Getting enough water into your kids is just as important, if not more so, as they are often less tuned in to the early warning signs their tiny bodies give when something is amiss. The author of You’re Not Sick, You’re Thirsty! states that “waiting to get thirsty is to die prematurely and very painfully.” Yikes! That certainly doesn’t sound pleasant. So, how do we stay ahead of the game and keep the water flowing?
Photo by Darwin Bell
Why Our Bodies Need Water
If we wait until we become thirsty, our body fluids become concentrated and we lose the energy-generating properties of water in those dehydrated cells. We want our bodies to have plentiful water in order to function efficiently.
• Water is said to alleviate or prevent symptoms and diseases ranging from arthritis and back pain to heart disease and stroke.
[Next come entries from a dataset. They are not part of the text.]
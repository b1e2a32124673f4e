//! City validation: any non-blank string is accepted.

use serde_json::Value;

use crate::error::{ClassifiedError, ErrorCode};
use crate::raw::RawInput;

fn missing_city() -> ClassifiedError {
    ClassifiedError::new(ErrorCode::MissingCity, "City must not be empty")
}

/// Validate a city typed as a string. Any script or length is allowed as
/// long as the value is not blank.
///
/// # Errors
///
/// Returns a [`ClassifiedError`] coded `MISSING_CITY` when `value` is empty
/// once trimmed.
pub fn validate_city(value: &str) -> Result<(), ClassifiedError> {
    if value.trim().is_empty() {
        return Err(missing_city());
    }
    Ok(())
}

/// Validate a raw record value as a city.
///
/// # Errors
///
/// Absent, `null`, non-string, and blank values are all `MISSING_CITY`.
pub fn validate_city_value(value: Option<&Value>) -> Result<(), ClassifiedError> {
    match RawInput::classify(value) {
        RawInput::Text(text) => validate_city(text),
        RawInput::Absent | RawInput::Other => Err(missing_city()),
    }
}

#[cfg(test)]
mod tests {
    use super::*;
    use rstest::rstest;
    use serde_json::json;

    #[rstest]
    #[case("Paris")]
    #[case("Saint-Étienne")]
    #[case("東京")]
    #[case("  Lyon  ")]
    fn accepts_non_blank_cities(#[case] value: &str) {
        assert!(validate_city(value).is_ok());
    }

    #[rstest]
    #[case(Some(json!("")))]
    #[case(Some(json!("   ")))]
    #[case(Some(json!(null)))]
    #[case(Some(json!(75)))]
    #[case(None)]
    fn rejects_missing_cities(#[case] value: Option<Value>) {
        let err = validate_city_value(value.as_ref()).expect_err("city should be rejected");
        assert_eq!(err.code(), ErrorCode::MissingCity);
    }
}
//! Registration service gating persistence on validation.
//!
//! A record reaches the [`UserStore`] only after it passes every validator
//! of the configured shape. When validation fails the store is not called
//! at all, not even for the duplicate email lookup.

use std::sync::Arc;

use mockable::Clock;
use serde_json::Value;
use thiserror::Error;
use tracing::{debug, info, warn};

use crate::error::FieldError;
use crate::ports::{UserStore, UserStoreError};
use crate::record::ValidatedRecord;
use crate::user::ValidationConfig;

/// Why a registration attempt did not create a user.
#[derive(Debug, Clone, PartialEq, Eq, Error)]
pub enum RegistrationError {
    /// A field failed validation; the store was not contacted.
    #[error("registration rejected: {0}")]
    Invalid(FieldError),
    /// A user with the same email address is already stored.
    #[error("email {email} is already registered")]
    DuplicateEmail {
        /// Address that collided.
        email: String,
    },
    /// The store failed while checking or persisting the record.
    #[error(transparent)]
    Store(#[from] UserStoreError),
}

/// Validates submitted records and hands accepted ones to a [`UserStore`].
#[derive(Clone)]
pub struct RegistrationService<S> {
    store: Arc<S>,
    config: Arc<ValidationConfig>,
    clock: Arc<dyn Clock>,
}

impl<S> RegistrationService<S> {
    /// Create a service over `store`. `clock` supplies the reference date
    /// for age checks.
    pub fn new(store: Arc<S>, config: ValidationConfig, clock: Arc<dyn Clock>) -> Self {
        Self {
            store,
            config: Arc::new(config),
            clock,
        }
    }

    /// Configuration records are validated against.
    #[must_use]
    pub fn config(&self) -> &ValidationConfig {
        &self.config
    }
}

impl<S: UserStore> RegistrationService<S> {
    /// Validate `record` and persist it.
    ///
    /// # Errors
    ///
    /// Returns [`RegistrationError::Invalid`] for the first failing field,
    /// [`RegistrationError::DuplicateEmail`] when the email is taken, and
    /// [`RegistrationError::Store`] for adapter failures.
    pub fn register(&self, record: &Value) -> Result<ValidatedRecord, RegistrationError> {
        let reference_date = self.clock.utc().date_naive();
        let validated = ValidatedRecord::try_from_value(record, &self.config, reference_date)
            .map_err(|error| {
                debug!(field = %error.field, code = %error.code(), "registration rejected");
                RegistrationError::Invalid(error)
            })?;

        if self
            .store
            .contains_email(validated.email())
            .map_err(log_store_failure)?
        {
            info!(shape = %validated.shape(), "registration rejected: duplicate email");
            return Err(RegistrationError::DuplicateEmail {
                email: validated.email().to_owned(),
            });
        }

        self.store.create(&validated).map_err(log_store_failure)?;
        info!(shape = %validated.shape(), "user registered");
        Ok(validated)
    }

    /// Every registered user, as reported by the store.
    ///
    /// # Errors
    ///
    /// Returns [`RegistrationError::Store`] when the store cannot be read.
    pub fn registered_users(&self) -> Result<Vec<ValidatedRecord>, RegistrationError> {
        Ok(self.store.list().map_err(log_store_failure)?)
    }
}

fn log_store_failure(error: UserStoreError) -> UserStoreError {
    warn!(%error, "user store operation failed");
    error
}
• It increases the efficiency of red blood cells in collecting oxygen in the lungs, giving you a little extra oomph in that spur-of-the-moment game of kickball with the kids.
• It’s also necessary for the body to efficiently manufacture neurotransmitters, including serotonin, helping you to be the laid-back parent you’d like to be.
The list goes on and on: preventing ADHD, increasing efficiency at work by expanding your attention span, reducing stress and anxiety, restoring normal sleep rhythms, etc. We all know water is good for us, and it certainly isn’t a hard habit to get into. The trick is just that, making it a habit.
Photo by lululemon athletica
Getting in the Water Habit
We should all be drinking upwards of half our weight in ounces of water, each day. For example, someone who weighs 150 pounds, should be drinking +75 ounces of water on a daily basis. Here are a few tips that might help keep you hydrated, healthy and happy.
- Wherever you are, have water handy. Keep a bottle on your desk, in your kid’s backpack, in your purse, on the counter, in the car…
- Get yourself a good looking, stainless steel container. I’ll admit, I’m more likely to do something that involves a cute accessory.
- Break your large goal (X ounces in 24 hours) into smaller goals (16 ounces with breakfast, 8 mid-morning, etc.)
- Replace other drinks with water.
- Create an incentive. Perhaps a pair of new shoes for every week you faithfully drink your allotted number of ounces each day until it becomes a habit. Though, with an incentive like that it might never become a habit!
- Use thirsty times (when you first wake up, while exercising, eating, etc.) and boring or inactive times (on the subway, watching TV, reading, etc.) to stock up on your ounces.
Photo by Sharon Mollerus
It’s especially important to help your kids get in the habit of drinking plenty of water. You can employ some of these same tactics: keeping water handy, offering it frequently throughout the day, substituting water for other drinks etc.
Kids may also enjoy some sort of chart to keep track of their progress. You could get creative and have a lot of fun with this. Drinking plenty of water and avoiding caffeinated or sugary drinks is one of the best and simplest ways to keep your and your family’s health on track this summer. Bottoms up!
Do you feel like you get enough water throughout the day? If not, why not? If so, what’s your secret?